**Task objective:** Copy, word for word, the lines of the entries below between the one with "during protocol operations." and the one with "the cursor row.", inclusive, and leave out everything else.

**Data listing:**
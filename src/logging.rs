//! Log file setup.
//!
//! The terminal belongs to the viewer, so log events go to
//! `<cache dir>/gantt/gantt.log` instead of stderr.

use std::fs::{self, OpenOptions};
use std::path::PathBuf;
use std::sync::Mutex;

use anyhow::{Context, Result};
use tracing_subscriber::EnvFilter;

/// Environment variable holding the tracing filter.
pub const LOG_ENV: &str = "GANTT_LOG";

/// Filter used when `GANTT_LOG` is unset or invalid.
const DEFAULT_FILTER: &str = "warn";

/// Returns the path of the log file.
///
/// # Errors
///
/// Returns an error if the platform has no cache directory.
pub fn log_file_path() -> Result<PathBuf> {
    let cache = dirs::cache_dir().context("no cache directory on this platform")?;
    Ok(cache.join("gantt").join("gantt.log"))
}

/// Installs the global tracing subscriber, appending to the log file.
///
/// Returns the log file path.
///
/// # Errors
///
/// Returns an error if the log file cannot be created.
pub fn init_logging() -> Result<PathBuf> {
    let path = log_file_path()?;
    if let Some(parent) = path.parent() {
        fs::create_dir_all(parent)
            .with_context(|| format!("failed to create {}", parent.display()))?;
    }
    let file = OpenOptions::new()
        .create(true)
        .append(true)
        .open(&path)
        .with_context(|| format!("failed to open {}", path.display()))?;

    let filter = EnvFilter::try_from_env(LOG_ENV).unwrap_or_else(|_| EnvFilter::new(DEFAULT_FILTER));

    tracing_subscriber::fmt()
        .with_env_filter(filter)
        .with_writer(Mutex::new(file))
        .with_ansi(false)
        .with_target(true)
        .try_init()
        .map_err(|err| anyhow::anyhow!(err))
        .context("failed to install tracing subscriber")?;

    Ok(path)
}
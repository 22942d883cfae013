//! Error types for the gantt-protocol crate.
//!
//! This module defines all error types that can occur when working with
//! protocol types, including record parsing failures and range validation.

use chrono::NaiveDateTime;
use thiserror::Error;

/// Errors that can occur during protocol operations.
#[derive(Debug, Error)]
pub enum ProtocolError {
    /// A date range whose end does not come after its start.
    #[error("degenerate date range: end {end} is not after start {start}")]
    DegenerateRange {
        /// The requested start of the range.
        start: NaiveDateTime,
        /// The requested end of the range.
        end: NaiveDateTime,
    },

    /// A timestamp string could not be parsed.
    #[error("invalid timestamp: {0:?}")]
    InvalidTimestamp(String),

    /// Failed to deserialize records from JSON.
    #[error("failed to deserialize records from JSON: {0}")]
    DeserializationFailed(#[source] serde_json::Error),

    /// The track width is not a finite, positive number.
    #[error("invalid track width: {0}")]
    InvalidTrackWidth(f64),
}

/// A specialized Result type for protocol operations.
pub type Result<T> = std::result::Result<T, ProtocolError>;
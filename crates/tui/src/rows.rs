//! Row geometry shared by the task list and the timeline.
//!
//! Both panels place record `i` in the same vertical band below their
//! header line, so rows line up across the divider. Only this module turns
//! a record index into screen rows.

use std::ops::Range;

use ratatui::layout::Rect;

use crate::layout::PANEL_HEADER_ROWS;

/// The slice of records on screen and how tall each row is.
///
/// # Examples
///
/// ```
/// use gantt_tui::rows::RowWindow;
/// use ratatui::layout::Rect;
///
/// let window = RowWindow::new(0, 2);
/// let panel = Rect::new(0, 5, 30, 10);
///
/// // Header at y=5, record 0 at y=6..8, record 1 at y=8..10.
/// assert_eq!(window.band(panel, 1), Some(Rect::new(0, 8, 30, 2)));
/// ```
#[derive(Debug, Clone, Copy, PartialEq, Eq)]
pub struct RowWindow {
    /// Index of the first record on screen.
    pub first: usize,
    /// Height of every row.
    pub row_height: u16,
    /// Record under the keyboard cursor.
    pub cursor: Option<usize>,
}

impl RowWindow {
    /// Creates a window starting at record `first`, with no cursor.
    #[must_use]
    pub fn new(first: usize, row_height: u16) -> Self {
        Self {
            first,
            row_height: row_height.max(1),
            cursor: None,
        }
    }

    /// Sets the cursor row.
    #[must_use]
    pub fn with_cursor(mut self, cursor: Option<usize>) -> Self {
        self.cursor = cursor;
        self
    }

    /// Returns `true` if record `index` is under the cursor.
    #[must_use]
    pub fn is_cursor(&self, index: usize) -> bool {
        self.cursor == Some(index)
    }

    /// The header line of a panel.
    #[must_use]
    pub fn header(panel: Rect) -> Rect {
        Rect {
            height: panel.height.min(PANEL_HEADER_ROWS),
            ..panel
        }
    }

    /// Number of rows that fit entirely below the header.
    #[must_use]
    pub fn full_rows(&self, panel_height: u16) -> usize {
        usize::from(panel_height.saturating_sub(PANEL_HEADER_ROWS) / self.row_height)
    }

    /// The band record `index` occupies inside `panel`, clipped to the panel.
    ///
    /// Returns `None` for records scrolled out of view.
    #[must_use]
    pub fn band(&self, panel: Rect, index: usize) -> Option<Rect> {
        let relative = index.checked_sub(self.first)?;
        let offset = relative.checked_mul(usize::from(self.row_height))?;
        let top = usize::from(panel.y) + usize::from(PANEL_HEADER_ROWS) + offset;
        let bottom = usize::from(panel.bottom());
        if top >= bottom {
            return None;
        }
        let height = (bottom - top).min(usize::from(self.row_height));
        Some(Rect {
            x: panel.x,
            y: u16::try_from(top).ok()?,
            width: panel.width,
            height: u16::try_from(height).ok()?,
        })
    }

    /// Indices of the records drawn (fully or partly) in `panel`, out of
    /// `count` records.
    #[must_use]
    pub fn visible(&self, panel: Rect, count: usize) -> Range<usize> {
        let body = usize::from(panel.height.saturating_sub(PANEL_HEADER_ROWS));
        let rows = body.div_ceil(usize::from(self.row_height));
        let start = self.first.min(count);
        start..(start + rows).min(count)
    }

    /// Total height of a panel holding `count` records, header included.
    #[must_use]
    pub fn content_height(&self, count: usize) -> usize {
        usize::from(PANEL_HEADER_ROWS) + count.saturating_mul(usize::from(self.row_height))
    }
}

**Reply to the exercise:**
/// Errors that can occur during protocol operations.
#[derive(Debug, Error)]
pub enum ProtocolError {
    /// A date range whose end does not come after its start.
    #[error("degenerate date range: end {end} is not after start {start}")]
    DegenerateRange {
        /// The requested start of the range.
        start: NaiveDateTime,
        /// The requested end of the range.
        end: NaiveDateTime,
    },

    /// A timestamp string could not be parsed.
    #[error("invalid timestamp: {0:?}")]
    InvalidTimestamp(String),

    /// Failed to deserialize records from JSON.
    #[error("failed to deserialize records from JSON: {0}")]
    DeserializationFailed(#[source] serde_json::Error),

    /// The track width is not a finite, positive number.
    #[error("invalid track width: {0}")]
    InvalidTrackWidth(f64),
}

/// A specialized Result type for protocol operations.
pub type Result<T> = std::result::Result<T, ProtocolError>;
filename crates/tui/src/rows.rs
//! Row geometry shared by the task list and the timeline.
//!
//! Both panels place record `i` in the same vertical band below their
//! header line, so rows line up across the divider. Only this module turns
//! a record index into screen rows.

use std::ops::Range;

use ratatui::layout::Rect;

use crate::layout::PANEL_HEADER_ROWS;

/// The slice of records on screen and how tall each row is.
///
/// # Examples
///
/// ```
/// use gantt_tui::rows::RowWindow;
/// use ratatui::layout::Rect;
///
/// let window = RowWindow::new(0, 2);
/// let panel = Rect::new(0, 5, 30, 10);
///
/// // Header at y=5, record 0 at y=6..8, record 1 at y=8..10.
/// assert_eq!(window.band(panel, 1), Some(Rect::new(0, 8, 30, 2)));
/// ```
#[derive(Debug, Clone, Copy, PartialEq, Eq)]
pub struct RowWindow {
    /// Index of the first record on screen.
    pub first: usize,
    /// Height of every row.
    pub row_height: u16,
    /// Record under the keyboard cursor.
    pub cursor: Option<usize>,
}

impl RowWindow {
    /// Creates a window starting at record `first`, with no cursor.
    #[must_use]
    pub fn new(first: usize, row_height: u16) -> Self {
        Self {
            first,
            row_height: row_height.max(1),
            cursor: None,
        }
    }

    /// Sets the cursor row.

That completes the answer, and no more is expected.